Major rework based on the feedback. Addressing all review comments:

Custom ABI approach (syntactically's suggestion)

Adopted the "custom ABI" approach. The changes:

  1. PIC state machine eliminated (~130 lines of pic.rs deleted). Timer vector 0x20 is hardcoded — Nanvix always remaps to 0x20 via ICW2, so there's no need to emulate the PIC initialization sequence. PIC I/O ports (0x20-0x21, 0xA0-0xA1) are accepted as no-ops. The only retained PIC logic: a 3-line EOI bridge on port 0x20 write that signals end-of-interrupt to the backend.
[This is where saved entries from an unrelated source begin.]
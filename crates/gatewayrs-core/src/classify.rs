//! Maps an inbound request's method/path to a protocol family and logical
//! endpoint name, ahead of permission enforcement.

use gatewayrs_common::Family;
use http::Method;

use crate::error::GatewayError;

#[derive(Debug, Clone)]
pub struct Classified {
    pub family: Family,
    pub endpoint: String,
}

pub fn classify_request(method: &Method, path: &str) -> Result<Classified, GatewayError> {
    let path = path.trim_start_matches('/');
    let segments: Vec<&str> = path.split('/').filter(|s| !s.is_empty()).collect();

    match segments.as_slice() {
        ["v1", "messages"] => {
            ensure_post(method)?;
            Ok(Classified { family: Family::Messages, endpoint: "/v1/messages".to_string() })
        }
        ["v1", "responses"] => {
            ensure_post(method)?;
            Ok(Classified { family: Family::Responses, endpoint: "/v1/responses".to_string() })
        }
        ["v1", "gemini", ..] => {
            ensure_post(method)?;
            Ok(Classified { family: Family::Gemini, endpoint: "/v1/gemini".to_string() })
        }
        _ => Err(GatewayError::bad_request(format!("unknown path: /{path}"))),
    }
}

fn ensure_post(method: &Method) -> Result<(), GatewayError> {
    if method != Method::POST {
        return Err(GatewayError::bad_request(format!("method {method} not allowed here")));
    }
    Ok(())
}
  2. Guest requests timer via paravirtual port (PvTimerConfig, port 107). Guest writes the period in nanoseconds. Host spawns a timer thread that fires at that rate. No PIT countdown emulation, no channel registers.

  3. Guest signals readiness via Halt port (port 108) before cli; hlt. This ensures KVM's in-kernel LAPIC doesn't absorb the HLT exit — the outb triggers an IO exit first.

Backend simplification

  • KVM: irqfd replaces in-kernel PIT. Host timer thread writes to an EventFd → kernel injects vector via in-kernel PIC. No userspace signal handling races — irqfd is kernel-mediated.
  • MSHV: request_virtual_interrupt replaces SynIC. Direct interrupt injection per timer tick — no SynIC message pages, no auto-EOI configuration, no synthetic timer setup. Addresses the "why not just opt into specific features" concern.
  • WHP: WHvRequestInterrupt (same pattern as MSHV).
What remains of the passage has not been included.